- **TASK**: After reading the listing below, copy it out exactly.

- **RECORDS SHOWN**:

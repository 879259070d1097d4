//! Trace generation error types
//!
//! Every variant of [`TraceError`] is an invalid-input failure: it is raised
//! synchronously, before a single step is recorded, and the caller can recover
//! by supplying a different array.

use thiserror::Error;

/// Largest value Counting Sort accepts (its frequency table is sized `max + 1`)
pub const COUNTING_VALUE_LIMIT: i64 = 1_000_000;

/// Input rejected by a step generator
#[derive(Debug, Clone, PartialEq, Eq, Error)]
pub enum TraceError {
    #[error("cannot sort an empty array")]
    EmptyInput,

    /// Counting Sort indexes its frequency table by value
    #[error("counting sort requires non-negative values, found {value} at index {index}")]
    NegativeValue { index: usize, value: i64 },

    #[error("counting sort value {value} exceeds the limit of {limit}")]
    ValueTooLarge { value: i64, limit: i64 },
}

impl TraceError {
    /// All trace errors belong to the invalid-input family
    pub fn is_invalid_input(&self) -> bool {
        matches!(
            self,
            TraceError::EmptyInput
                | TraceError::NegativeValue { .. }
                | TraceError::ValueTooLarge { .. }
        )
    }
}

/// Algorithm key outside the registered set
#[derive(Debug, Clone, PartialEq, Eq, Error)]
#[error("unknown algorithm '{0}' (expected one of: bubble, selection, insertion, merge, quick, counting)")]
pub struct UnknownAlgorithm(pub String);
//! Playback cadence (delay between ticks)

use super::errors::PlaybackError;
use std::time::Duration;

/// Delay between steps, in milliseconds, clamped to `[MIN_DELAY_MS, MAX_DELAY_MS]`.
///
/// The user sees an inverted "speed" (`1000 - delay`), so a higher number
/// means faster playback. Both scales share the 100..=900 range.
#[derive(Debug, Clone, Copy, PartialEq, Eq, PartialOrd, Ord, Hash)]
pub struct Cadence(u64);

impl Cadence {
    pub const MIN_DELAY_MS: u64 = 100;
    pub const MAX_DELAY_MS: u64 = 900;
    pub const DEFAULT_DELAY_MS: u64 = 500;
    /// Displayed speed = `SPEED_SCALE - delay`
    pub const SPEED_SCALE: u64 = 1000;
    /// Increment used by the speed up/down keys
    pub const STEP_MS: u64 = 100;

    pub fn from_delay_ms(delay_ms: u64) -> Result<Self, PlaybackError> {
        if (Self::MIN_DELAY_MS..=Self::MAX_DELAY_MS).contains(&delay_ms) {
            Ok(Cadence(delay_ms))
        } else {
            Err(PlaybackError::InvalidCadence {
                delay_ms,
                min: Self::MIN_DELAY_MS,
                max: Self::MAX_DELAY_MS,
            })
        }
    }

    /// Build from the user-facing speed value (higher = faster)
    pub fn from_display_speed(speed: u64) -> Result<Self, PlaybackError> {
        let delay_ms = Self::SPEED_SCALE.checked_sub(speed).unwrap_or(u64::MAX);
        Self::from_delay_ms(delay_ms)
    }

    pub fn delay_ms(self) -> u64 {
        self.0
    }

    pub fn display_speed(self) -> u64 {
        Self::SPEED_SCALE - self.0
    }

    pub fn as_duration(self) -> Duration {
        Duration::from_millis(self.0)
    }

    /// One notch faster, saturating at the minimum delay
    pub fn faster(self) -> Self {
        Cadence(self.0.saturating_sub(Self::STEP_MS).max(Self::MIN_DELAY_MS))
    }

    /// One notch slower, saturating at the maximum delay
    pub fn slower(self) -> Self {
        Cadence((self.0 + Self::STEP_MS).min(Self::MAX_DELAY_MS))
    }
}

impl Default for Cadence {
    fn default() -> Self {
        Cadence(Self::DEFAULT_DELAY_MS)
    }
}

- **ANSWER TO THIS EXERCISE**:
repository 879259070d1097d4
//! Trace generation error types
//!
//! Every variant of [`TraceError`] is an invalid-input failure: it is raised
//! synchronously, before a single step is recorded, and the caller can recover
//! by supplying a different array.

use thiserror::Error;

/// Largest value Counting Sort accepts (its frequency table is sized `max + 1`)
pub const COUNTING_VALUE_LIMIT: i64 = 1_000_000;

/// Input rejected by a step generator
#[derive(Debug, Clone, PartialEq, Eq, Error)]
pub enum TraceError {
    #[error("cannot sort an empty array")]
    EmptyInput,

    /// Counting Sort indexes its frequency table by value
    #[error("counting sort requires non-negative values, found {value} at index {index}")]
    NegativeValue { index: usize, value: i64 },

    #[error("counting sort value {value} exceeds the limit of {limit}")]
    ValueTooLarge { value: i64, limit: i64 },
}

impl TraceError {
    /// All trace errors belong to the invalid-input family
    pub fn is_invalid_input(&self) -> bool {
        matches!(
            self,
            TraceError::EmptyInput
                | TraceError::NegativeValue { .. }
                | TraceError::ValueTooLarge { .. }
        )
    }
}

/// Algorithm key outside the registered set
#[derive(Debug, Clone, PartialEq, Eq, Error)]
#[error("unknown algorithm '{0}' (expected one of: bubble, selection, insertion, merge, quick, counting)")]
pub struct UnknownAlgorithm(pub String);
//! Playback cadence (delay between ticks)

use super::errors::PlaybackError;
use std::time::Duration;

/// Delay between steps, in milliseconds, clamped to `[MIN_DELAY_MS, MAX_DELAY_MS]`.
///
/// The user sees an inverted "speed" (`1000 - delay`), so a higher number
/// means faster playback. Both scales share the 100..=900 range.
#[derive(Debug, Clone, Copy, PartialEq, Eq, PartialOrd, Ord, Hash)]
pub struct Cadence(u64);

impl Cadence {
    pub const MIN_DELAY_MS: u64 = 100;
    pub const MAX_DELAY_MS: u64 = 900;
    pub const DEFAULT_DELAY_MS: u64 = 500;
    /// Displayed speed = `SPEED_SCALE - delay`
    pub const SPEED_SCALE: u64 = 1000;
    /// Increment used by the speed up/down keys
    pub const STEP_MS: u64 = 100;

    pub fn from_delay_ms(delay_ms: u64) -> Result<Self, PlaybackError> {
        if (Self::MIN_DELAY_MS..=Self::MAX_DELAY_MS).contains(&delay_ms) {
            Ok(Cadence(delay_ms))
        } else {
            Err(PlaybackError::InvalidCadence {
                delay_ms,
                min: Self::MIN_DELAY_MS,
                max: Self::MAX_DELAY_MS,
            })
        }
    }

    /// Build from the user-facing speed value (higher = faster)
    pub fn from_display_speed(speed: u64) -> Result<Self, PlaybackError> {
        let delay_ms = Self::SPEED_SCALE.checked_sub(speed).unwrap_or(u64::MAX);
        Self::from_delay_ms(delay_ms)
    }

    pub fn delay_ms(self) -> u64 {
        self.0
    }

    pub fn display_speed(self) -> u64 {
        Self::SPEED_SCALE - self.0
    }

    pub fn as_duration(self) -> Duration {
        Duration::from_millis(self.0)
    }

    /// One notch faster, saturating at the minimum delay
    pub fn faster(self) -> Self {
        Cadence(self.0.saturating_sub(Self::STEP_MS).max(Self::MIN_DELAY_MS))
    }

    /// One notch slower, saturating at the maximum delay
    pub fn slower(self) -> Self {
        Cadence((self.0 + Self::STEP_MS).min(Self::MAX_DELAY_MS))
    }
}

impl Default for Cadence {
    fn default() -> Self {
        Cadence(Self::DEFAULT_DELAY_MS)
    }
}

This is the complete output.